Problem
Exactly the lines from the top of the records below through the one containing "pub fn clones(&self)" must be set down, with no line added or dropped.

##### Given data

//! Reusable element fixtures.
//!
//! - [`Tracked`] counts clones and drops through a shared [`Lifecycle`].
//! - [`Unclonable`] can only be built in place.
//! - [`assert_disjoint`] checks that live address ranges never overlap.

use std::sync::atomic::{AtomicUsize, Ordering};
use std::sync::Arc;

/// Shared clone/drop tally for a family of [`Tracked`] values.
#[derive(Debug, Default)]
pub struct Lifecycle {
    clones: AtomicUsize,
    drops: AtomicUsize,
}

impl Lifecycle {
    pub fn new() -> Arc<Self> {
        Arc::new(Self::default())
    }

    pub fn clones(&self) -> usize {
        self.clones.load(Ordering::SeqCst)
    }

    pub fn drops(&self) -> usize {
        self.drops.load(Ordering::SeqCst)
    }
}

/// A value that reports clones and drops to its [`Lifecycle`].
#[derive(Debug)]
pub struct Tracked {
    pub value: i32,
    lifecycle: Arc<Lifecycle>,
}

impl Tracked {
    pub fn new(value: i32, lifecycle: &Arc<Lifecycle>) -> Self {
        Self {
            value,
            lifecycle: Arc::clone(lifecycle),
        }
    }
}

impl Clone for Tracked {
    fn clone(&self) -> Self {
        self.lifecycle.clones.fetch_add(1, Ordering::SeqCst);
        Self {
            value: self.value,
            lifecycle: Arc::clone(&self.lifecycle),
        }
    }
}

impl Drop for Tracked {
    fn drop(&mut self) {
        self.lifecycle.drops.fetch_add(1, Ordering::SeqCst);
    }
}

impl PartialEq for Tracked {
    fn eq(&self, other: &Self) -> bool {
        self.value == other.value
    }
}

/// A payload without `Clone`, for emplace-style construction tests.
#[derive(Debug, PartialEq, Eq)]
pub struct Unclonable {
    pub label: &'static str,
    pub num: usize,
}

impl Unclonable {
    pub fn new(label: &'static str, num: usize) -> Self {
        Self { label, num }
    }
}

/// Panic if any two `(start, len)` byte ranges overlap.
///
/// Zero-length ranges never overlap anything.
pub fn assert_disjoint(ranges: &[(usize, usize)]) {
    let mut sorted: Vec<_> = ranges.iter().copied().filter(|&(_, len)| len > 0).collect();
    sorted.sort_unstable();
    for pair in sorted.windows(2) {
        let (a_start, a_len) = pair[0];
        let (b_start, _) = pair[1];
        assert!(
            a_start + a_len <= b_start,
            "ranges overlap: {a_start:#x}+{a_len} and {b_start:#x}"
        );
    }
}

##########

Answer
//! Reusable element fixtures.
//!
//! - [`Tracked`] counts clones and drops through a shared [`Lifecycle`].
//! - [`Unclonable`] can only be built in place.
//! - [`assert_disjoint`] checks that live address ranges never overlap.

use std::sync::atomic::{AtomicUsize, Ordering};
use std::sync::Arc;

/// Shared clone/drop tally for a family of [`Tracked`] values.
#[derive(Debug, Default)]
pub struct Lifecycle {
    clones: AtomicUsize,
    drops: AtomicUsize,
}

impl Lifecycle {
    pub fn new() -> Arc<Self> {
        Arc::new(Self::default())
    }

    pub fn clones(&self) -> usize {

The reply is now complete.